Depois do sétimo mergulho, talvez a água do rio
misturou-se à água das lágrimas de emoção. Como era bom olhar pra si e
peceber que sua pele agora estava limpa. Que agora nao teria mais vergonha de estar
com sua esposa no quarto. Que não teria mais motivo pra sentir aquele aperto no
peito toda vez que recebesse um elogio de um amigo que o chamasse de
"homem perfeito". Sua deficiência tinha ficado nas águas e
desembocaria no mar do esquecimento.
* * *
São Paulo, 2012dC.
Quantos de nós também somos aplaudidos. Quantos nos
admiram pela garra no trabalho, pela dedicação com que fazemos as coisas, pelo
altruísmo com que tratamos os outros. Nao faltam holofotes. Gostamos das
honras. Enchemos o peito com o calor do abraço e diante da satisfação causada
pelo olhar de amigos que nos dizem "eu queria ser como você". Mas de
repente quando eles vão embora e ficamos sozinhos na solidão do nosso quarto,
percebemos um monstro sair de dentro do guarda-roupa. Nossa mente vira cenário
de filme de terror e nossos fantasmas se projetam à nossa volta. E o que vemos
na imagem do espelho é o ornamento de um sepulcro caiado. Nossas divisas,
conquistas, elogios, parecem que perdem razão de ser e não valem mais pra nada,
pois as nossas mazelas espirituais gritam mais alto por um socorro.
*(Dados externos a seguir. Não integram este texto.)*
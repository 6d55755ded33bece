// SPDX-License-Identifier: BUSL-1.1
// Copyright (c) 2026 Alfred Jean LLC

//! Lightweight description of one live child process, independent of the
//! async process handle that owns its I/O streams.

use serde::{Deserialize, Serialize};

/// How a child exited, as observed by the worker actor.
#[derive(Debug, Clone, Copy, PartialEq, Eq)]
pub struct ExitStatus {
    pub code: Option<i32>,
    pub signal: Option<i32>,
}

impl ExitStatus {
    pub fn success(&self) -> bool {
        self.code == Some(0)
    }
}

/// Identity of one child process, for reporting (`stats`, `list`) and for
/// the termination/port-freeing adapters. Does not own the process's
/// stdio handles; those live on the owning worker actor's task.
#[derive(Debug, Clone, Copy, PartialEq, Eq, Serialize, Deserialize)]
pub struct ChildHandle {
    pub pid: u32,
    /// 0-based slot within the worker's instance set (always 0 in Fork mode).
    pub index: u32,
    pub started_at_epoch_ms: u64,
}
Todavia, à nossa volta existe a voz de uma
"pequena escrava" a qual precisamos começar a ouvir, dizendo-nos para
que simplesmente tiremos nossas fantasias de grande, de herói e caiamos de
joelhos aos pés daquEle que criou o Jordão. Que não nos condena pela nossa
deficiência, mas quer curar-nos somente ao
cheiro das águas.
Quando os monstros das nossas deficiências
assaltarem nossa mente, então devemos nos lembrar do binômio sangue-água que
verteu na cruz, convidando-nos à justficação e à pureza pela Palavra de Cristo
Jesus.
A lepra do pecado não pode nos separar, nos
contaminar, nos insensibilizar e nem nos matar.
Antes que uma maldita metástase a faça alastrar-se por
nosso corpo, debaixo das nossas aparências, então só nos resta pedir pra sermos
limpos, ainda que isso custe os aplausos,
as honras, os abraços e os elogios. Porque aquilo que somos grita tão alto que
ninguém consegue nos ouvir.
Nao sejamos iludidos pelas lisonjas com que os
outros massageiam o nosso ego. Lembremo-nos que Deus não vê como vê o
homem. Ele olha direto pra o coração!
E ele deseja nos limpar.
"Vinde a mim todos os que estais cansados e
oprimidos e eu vos aliviarei". (Mt 11.29)
No mais Sublime Agape,
Gilson Hermsdorff
Gilson,
ResponderExcluirA paz do Senhor!!!
Mais um texto maravilhoso.
Uma mensagem que nos dá confiança, e nos traz a memória o fato de servirmos ao Deus que tem todo poder em suas mãos, para fazer tudo que lhe apraz.